Operazione Fratellino, associazione no profit della Comunità Magnificat, è impegnata a offrire un servizio d’amore all’infanzia povera e abbandonata del mondo. Dal 2004 ad oggi, più di 80 bambini rumeni (attualmente sono 51) sono stati costantemente assistiti fino al compimento della maggiore età, all’interno delle proprie famiglie. Tra di esse, molte sono drammaticamente segnate da separazioni, alcool, violenza e profonda indigenza.
Il servizio svolto a queste famiglie rumene, dunque, non è solo una pur importante elemosina per la crescita e l’educazione dei bambini, bensì innanzitutto un gesto di amore e di vicinanza a chi – molte volte – non ha proprio nessuno con cui condividere le proprie difficoltà e dolori. Le visite costanti dei nostri fratelli di comunità e l’ascolto attento e amorevole a “chi non ha voce” sono caratteristiche fondamentali del nostro servizio.

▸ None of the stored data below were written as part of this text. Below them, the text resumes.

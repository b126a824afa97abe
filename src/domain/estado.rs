//! Business and quote lifecycle states
//!
//! There is no transition table: any state may be set by a user. The only
//! automatic rule is [`derive_business_state`], used by recalculation.

use serde::{Deserialize, Serialize};
use strum::{AsRefStr, Display, EnumIter, EnumString};
use utoipa::ToSchema;

#[derive(
    Debug,
    Clone,
    Copy,
    PartialEq,
    Eq,
    Hash,
    Serialize,
    Deserialize,
    Display,
    EnumString,
    AsRefStr,
    EnumIter,
    ToSchema,
)]
#[serde(rename_all = "snake_case")]
#[strum(serialize_all = "snake_case")]
pub enum EstadoNegocio {
    OportunidadCreada,
    PresupuestoEnviado,
    ParcialmenteAceptado,
    NegocioAceptado,
    ParcialmenteFacturado,
    Facturado,
    NegocioPerdido,
    NegocioCerrado,
    Cancelado,
}

impl EstadoNegocio {
    /// States only a user sets; recalculation leaves them alone.
    pub fn is_manual(self) -> bool {
        matches!(
            self,
            EstadoNegocio::ParcialmenteFacturado
                | EstadoNegocio::Facturado
                | EstadoNegocio::NegocioCerrado
                | EstadoNegocio::Cancelado
        )
    }

    /// States that stamp `fecha_cierre`.
    pub fn is_closed(self) -> bool {
        matches!(
            self,
            EstadoNegocio::Facturado
                | EstadoNegocio::NegocioPerdido
                | EstadoNegocio::NegocioCerrado
                | EstadoNegocio::Cancelado
        )
    }
}

#[derive(
    Debug,
    Clone,
    Copy,
    PartialEq,
    Eq,
    Hash,
    Serialize,
    Deserialize,
    Display,
    EnumString,
    AsRefStr,
    EnumIter,
    ToSchema,
)]
#[serde(rename_all = "snake_case")]
#[strum(serialize_all = "snake_case")]
pub enum EstadoPresupuesto {
    Borrador,
    Enviado,
    Aprobado,
    Rechazado,
    Vencido,
    Cancelado,
}

impl EstadoPresupuesto {
    /// Quotes whose total counts toward the business value.
    pub fn counts_toward_value(self) -> bool {
        matches!(self, EstadoPresupuesto::Aprobado | EstadoPresupuesto::Enviado)
    }
}

/// Derive a business state from its quotes.
pub fn derive_business_state(
    current: EstadoNegocio,
    quotes: &[EstadoPresupuesto],
) -> EstadoNegocio {
    use EstadoPresupuesto as P;

    if current.is_manual() {
        return current;
    }

    let active: Vec<P> = quotes.iter().copied().filter(|q| *q != P::Cancelado).collect();
    if active.is_empty() || active.iter().all(|q| *q == P::Borrador) {
        return EstadoNegocio::OportunidadCreada;
    }

    let approved = active.iter().any(|q| *q == P::Aprobado);
    let pending = active.iter().any(|q| matches!(q, P::Borrador | P::Enviado));

    if approved && pending {
        EstadoNegocio::ParcialmenteAceptado
    } else if approved {
        EstadoNegocio::NegocioAceptado
    } else if active.iter().any(|q| *q == P::Enviado) {
        EstadoNegocio::PresupuestoEnviado
    } else if active.iter().all(|q| matches!(q, P::Rechazado | P::Vencido)) {
        EstadoNegocio::NegocioPerdido
    } else {
        EstadoNegocio::OportunidadCreada
    }
}

/// Sum of the totals of approved and sent quotes.
pub fn business_value<'a, I>(quotes: I) -> f64
where
    I: IntoIterator<Item = (EstadoPresupuesto, &'a f64)>,
{
    quotes
        .into_iter()
        .filter(|(estado, _)| estado.counts_toward_value())
        .map(|(_, total)| *total)
        .sum()
}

Vari membri di queste famiglie partecipano più o meno assiduamente anche agli incontri di preghiera della nostra comunità in Romania. Lodiamo profondamente Dio per questo.
Ultimamente, il Signore ci ha aperto nuove porte per il servizio all’infanzia abbandonata anche in Africa e precisamente in Uganda. Durante un mio viaggio missionario nell’ottobre 2011 ho avuto l’opportunità di visitare l’orfanotrofio “House of Love” in Rubirizi, vicino Mbarara, una piccola cittadina situata nella parte più occidentale del sud dell’Uganda: zona poverissima dove, nella maggioranza dei casi, i bambini non hanno la possibilità di indossare scarpe fino all’età di dieci/undici anni. Solo allora, costretti dalle leggi del Paese, si procurano calzature per poter frequentare la scuola, che altrimenti non li ammetterebbe a continuare gli studi.